Die Komplizenschaft der Christlichen Rechten für die Diktatur Guatemalas reiht sich ein in die Unterstützung für die Militärs in Honduras, El Salvador und Nicaragua, aber nur hier war einer der ihren an der Macht, und nur hier trugen sie die Hauptlast des Unterfangens, den Kongress zu umgehen.

Bereits wenige Tage nach Montts Putsch flog Televangelist Pat Robertson mit einem Kamerateam seines Fernsehsenders CBN nach Guatemala City, um sich mit dem neuen Machthaber zu treffen. Das Gespräch der beiden verlief freundlich und der Prediger versprach unter seinen Zuschauern eine Milliarde Dollar an Spendengeldern für das Land zu sammeln. Robertson sprach von einem „Wunder“ und lobte Stabilität sowie Demokratie in Guatemala.
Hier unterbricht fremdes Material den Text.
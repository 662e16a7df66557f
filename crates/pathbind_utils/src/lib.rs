//! Small shared containers used across the `pathbind` crates.
//!
//! - [`hash`]: fixed-seed hashing and `hashbrown` aliases.
//! - [`TypeIdMap`]: a map keyed by [`TypeId`](core::any::TypeId).
//! - [`SyncTypeIdMap`]: a lock-guarded [`TypeIdMap`] for process-wide caches.

// -----------------------------------------------------------------------------
// Modules

pub mod hash;

mod sync_map;
mod typeid_map;

// -----------------------------------------------------------------------------
// Exports

pub use sync_map::SyncTypeIdMap;
pub use typeid_map::TypeIdMap;
//! Path text to steps.
//!
//! A path is parsed into an expression tree, decomposed right-to-left into
//! raw steps with every index and argument folded to a constant, then
//! resolved left-to-right against the root [`TypeInfo`].

// -----------------------------------------------------------------------------
// Modules

mod ast;
mod captures;
mod fold;
mod lexer;
mod syntax;

// -----------------------------------------------------------------------------
// Exports

pub use captures::Captures;

use pathbind_reflect::info::TypeInfo;

use crate::{Constant, ConstructionError, FoldError, Step};
use ast::{Expr, ExprKind, is_pass_through};
use fold::{Folder, to_index};

/// A step before type resolution.
enum RawStep {
    Member(String),
    Index(usize),
    Call {
        name: String,
        args: Vec<Constant>,
        offset: usize,
    },
}

/// Parses `path` over `root` into validated steps in traversal order.
pub(crate) fn parse_steps(
    root: &'static TypeInfo,
    path: &str,
    captures: &Captures<'_>,
) -> Result<Vec<Step>, ConstructionError> {
    let body = syntax::parse(path)?;
    let raw = decompose(&body, path, captures)?;
    let steps = resolve(root, raw, path)?;
    log::trace!("parsed `{path}` over `{}` into {} step(s)", root.type_path(), steps.len());
    Ok(steps)
}

fn fold_error(expr: &Expr, path: &str, source: FoldError) -> ConstructionError {
    ConstructionError::Fold {
        offset: expr.offset,
        path: path.to_owned(),
        source,
    }
}

/// Removes pass-through coercions around `expr`.
fn strip(mut expr: &Expr) -> Result<&Expr, ConstructionError> {
    while let ExprKind::Cast { expr: inner, ty } = &expr.kind {
        if !is_pass_through(ty) {
            return Err(ConstructionError::UnsupportedCoercion { ty: ty.clone() });
        }
        expr = &**inner;
    }
    Ok(expr)
}

/// Walks from the outermost node down to the root, collecting raw steps.
fn decompose(body: &Expr, path: &str, captures: &Captures<'_>) -> Result<Vec<RawStep>, ConstructionError> {
    let folder = Folder::new(captures);

    let mut node = strip(body)?;
    if !matches!(
        node.kind,
        ExprKind::Field { .. } | ExprKind::Index { .. } | ExprKind::Call { .. }
    ) {
        return Err(ConstructionError::NotMemberAccess {
            shape: node.kind.shape(),
        });
    }

    let mut raw = Vec::new();
    loop {
        node = match &node.kind {
            ExprKind::Field { base, name } => {
                raw.push(RawStep::Member(name.clone()));
                strip(base)?
            }
            ExprKind::Index { base, index } => {
                let folded = folder.index(index).map_err(|err| fold_error(index, path, err))?;
                raw.push(RawStep::Index(folded));
                strip(base)?
            }
            ExprKind::Call { base, name, args } => {
                let folded = args
                    .iter()
                    .map(|arg| folder.constant(arg).map_err(|err| fold_error(arg, path, err)))
                    .collect::<Result<Vec<_>, _>>()?;
                raw.push(RawStep::Call {
                    name: name.clone(),
                    args: folded,
                    offset: args.first().map_or(node.offset, |arg| arg.offset),
                });
                strip(base)?
            }
            ExprKind::Root => break,
            other => {
                return Err(ConstructionError::Unrooted {
                    shape: other.shape(),
                });
            }
        };
    }

    raw.reverse();
    Ok(raw)
}

/// Resolves raw steps against the type reached so far.
fn resolve(root: &'static TypeInfo, raw: Vec<RawStep>, path: &str) -> Result<Vec<Step>, ConstructionError> {
    let mut owner = root;
    let mut steps = Vec::with_capacity(raw.len());

    for raw in raw {
        let current = owner.strip_nullable();
        let step = match raw {
            RawStep::Member(name) => Step::member(current, &name)?,
            RawStep::Index(index) => Step::index(current, index)?,
            RawStep::Call { name, args, offset } if name == "get" && current.as_list().is_some() => {
                list_get(current, args, offset, path)?
            }
            RawStep::Call { name, mut args, .. } => {
                if args.len() > 1 {
                    return Err(too_many_arguments(current, &name, args.len()));
                }
                Step::method(current, &name, args.pop())?
            }
        };
        owner = step.value_info();
        steps.push(step);
    }

    Ok(steps)
}

/// `list.get(i)` is an index step.
fn list_get(
    owner: &'static TypeInfo,
    args: Vec<Constant>,
    offset: usize,
    path: &str,
) -> Result<Step, ConstructionError> {
    let index = match <[Constant; 1]>::try_from(args) {
        Ok([Constant::Int(index)]) => to_index(index).map_err(|source| ConstructionError::Fold {
            offset,
            path: path.to_owned(),
            source,
        })?,
        Ok([other]) => {
            return Err(ConstructionError::ArgumentType {
                method: "get",
                expected: "usize",
                found: format!("{} `{other}`", other.kind()),
            });
        }
        Err(args) => {
            return Err(ConstructionError::ArgumentCount {
                method: "get",
                expected: 1,
                found: args.len(),
            });
        }
    };
    Step::index(owner, index)
}

fn too_many_arguments(owner: &'static TypeInfo, name: &str, found: usize) -> ConstructionError {
    match owner.as_struct().and_then(|info| info.method(name)) {
        Some(method) => ConstructionError::ArgumentCount {
            method: method.name(),
            expected: method.arity(),
            found,
        },
        None => ConstructionError::UnknownMethod {
            owner: owner.type_path(),
            name: name.to_owned(),
        },
    }
}

// -----------------------------------------------------------------------------
// Tests

#[cfg(test)]
mod tests {
    use pathbind_reflect::info::Typed;

    use super::{Captures, parse_steps};
    use crate::tests::{Child, GrandChild, Target};
    use crate::{Accessor, ConstructionError, FoldError, Step};

    fn parse(path: &str) -> Result<Vec<Step>, ConstructionError> {
        parse_steps(Target::type_info(), path, &Captures::new())
    }

    #[test]
    fn resolves_left_to_right() {
        let steps = parse("|x| x.child.items[1].birthday").unwrap();
        let tokens: Vec<_> = steps.iter().map(Step::token).collect();
        assert_eq!(tokens, ["child", "items", "[1]", "birthday"]);
        assert!(steps[0].owner_type().is::<Target>());
        assert!(steps[1].owner_type().is::<Child>());
        assert!(steps[3].owner_type().is::<GrandChild>());
    }

    #[test]
    fn coercions_are_stripped() {
        let plain = parse("|x| x.child.second").unwrap();
        assert!(parse("|x| x.child.second as _").unwrap() == plain);
        assert!(parse("|x| (x.child as _).second as &dyn Reflect").unwrap() == plain);
        assert!(matches!(
            parse("|x| x.age as u64"),
            Err(ConstructionError::UnsupportedCoercion { .. })
        ));
    }

    #[test]
    fn get_is_an_indexer() {
        let by_get = parse("|x| x.numbers.get(2)").unwrap();
        let by_index = parse("|x| x.numbers[2]").unwrap();
        assert!(by_get == by_index);

        assert!(matches!(
            parse("|x| x.numbers.get(\"a\")"),
            Err(ConstructionError::ArgumentType { .. })
        ));
        assert!(matches!(
            parse("|x| x.numbers.get(1, 2)"),
            Err(ConstructionError::ArgumentCount { expected: 1, found: 2, .. })
        ));
        assert!(matches!(
            parse("|x| x.numbers.get(-1)"),
            Err(ConstructionError::Fold {
                source: FoldError::NegativeIndex { value: -1 },
                ..
            })
        ));
    }

    #[test]
    fn not_member_access() {
        for (path, shape) in [
            ("|x| x", "the bare parameter"),
            ("|x| x.age > 3", "a comparison"),
            ("|x| x is Target", "a type test"),
            ("|x| 42", "an integer literal"),
            (".age + 1", "an arithmetic operation"),
        ] {
            match parse(path) {
                Err(ConstructionError::NotMemberAccess { shape: found }) => assert_eq!(found, shape),
                other => panic!("`{path}` gave {other:?}"),
            }
        }

        assert!(matches!(
            parse("|x| other.age"),
            Err(ConstructionError::Unrooted { .. })
        ));
    }

    #[test]
    fn unknown_members_and_methods() {
        assert!(matches!(
            parse(".child.nope"),
            Err(ConstructionError::UnknownMember { owner, .. }) if owner.ends_with("Child")
        ));
        assert!(matches!(parse(".child.nope()"), Err(ConstructionError::UnknownMethod { .. })));
        assert!(matches!(parse(".name[0]"), Err(ConstructionError::NotIndexable { .. })));
        assert!(matches!(
            parse(".child.second.plus_days(1, 2)"),
            Err(ConstructionError::ArgumentCount { expected: 1, found: 2, .. })
        ));
        assert!(matches!(
            parse(".child.second.plus_days(true)"),
            Err(ConstructionError::ArgumentType { .. })
        ));
    }

    #[test]
    fn fold_errors_carry_offsets() {
        let err = parse("|x| x.numbers[x.age]").unwrap_err();
        let ConstructionError::Fold { offset, path, source } = err else {
            panic!("expected a fold error");
        };
        assert_eq!(offset, 14);
        assert_eq!(path, "|x| x.numbers[x.age]");
        assert_eq!(source, FoldError::RootDependent);

        assert!(matches!(
            parse(".numbers[i]"),
            Err(ConstructionError::Fold {
                source: FoldError::UnknownCapture { .. },
                ..
            })
        ));
        assert!(matches!(
            parse(".numbers[1 / 0]"),
            Err(ConstructionError::Fold {
                source: FoldError::DivisionByZero,
                ..
            })
        ));
    }

    #[test]
    fn parse_errors_surface() {
        let err = Accessor::parse::<Target>("|x| x.").unwrap_err();
        assert!(matches!(err, ConstructionError::Parse(ref parse) if parse.offset == 6));
        assert_eq!(
            err.to_string(),
            "expected a member name, found end of path at offset 6 in `|x| x.`"
        );
    }

    #[test]
    fn folding_happens_once() {
        let mut i = 2_usize;
        let accessor = Accessor::parse_with::<Target>(
            "|x| x.numbers[i]",
            &Captures::new().with("i", &i),
        )
        .unwrap();
        i = 5;

        let target = Target {
            numbers: vec![0, 10, 20, 30, 40, 50],
            ..Target::default()
        };
        assert_eq!(i, 5);
        assert_eq!(accessor.name(), "numbers[2]");
        assert_eq!(accessor.get_value(&target).unwrap().downcast_ref::<i32>(), Some(&20));
    }
}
Später erinnerte er sich an das Treffen: „Ich traf einen Mann voll Demut, Schlichtheit, tadelloser persönlicher Integrität und einem tiefen Glauben an Jesus Christus. Ich wusste in meinem Herzen, dass Ríos Montt den Menschen seines Landes – den Menschen ganz Lateinamerikas – eine wahre Alternative zur Unterdrückung durch korrupte Oligarchien und der Tyrannie durch einen, von Russland gelenkten, Totalitarismus anbot.“

Seine Fernsehzuschauer rief er dazu auf, für Guatemala zu beten: „Ríos Montt ist ein wundervoller Mann. […] Wir befinden uns in einem konstanten Kampf um Religionsfreiheit und ich bin dankbar, sagen zu können, dass wir ihn gewinnen. Ganz nebenbei, die Menschen in Guatemala sind entzückt, dass Ríos Montt ihr Führer ist. […] So lasst uns für diesen Mann und ganz Lateinamerika beten.“

Im Juni 1982 lud US-Innenminister James Watt zu einem Treffen ins Weiße Haus. Auch er war Pfingstler, und hatte sich skeptisch über Umweltschutz geäußert, weil man nicht wissen könne, ob nicht bald das Ende der Welt anbreche. Zum vereinbarten Termin erschienen neben Montts Berater Francisco Bianchi und US-Diplomaten auch Pat Robertson, Jerry Falwell und der Missionar Loren Cunnigham, um die Verwendung der Spendengelder zu koordinieren. In den Folgemonaten riefen auch andere konservative Christen zur finanziellen Unterstützung Guatemalas auf, wie z.B. Billy Graham, der „evangelikale Papst“, der Gründer der Missionsorganisation Campus Crusade for Christ, Bill Bright, oder Fernsehprediger Jimmy Swaggart.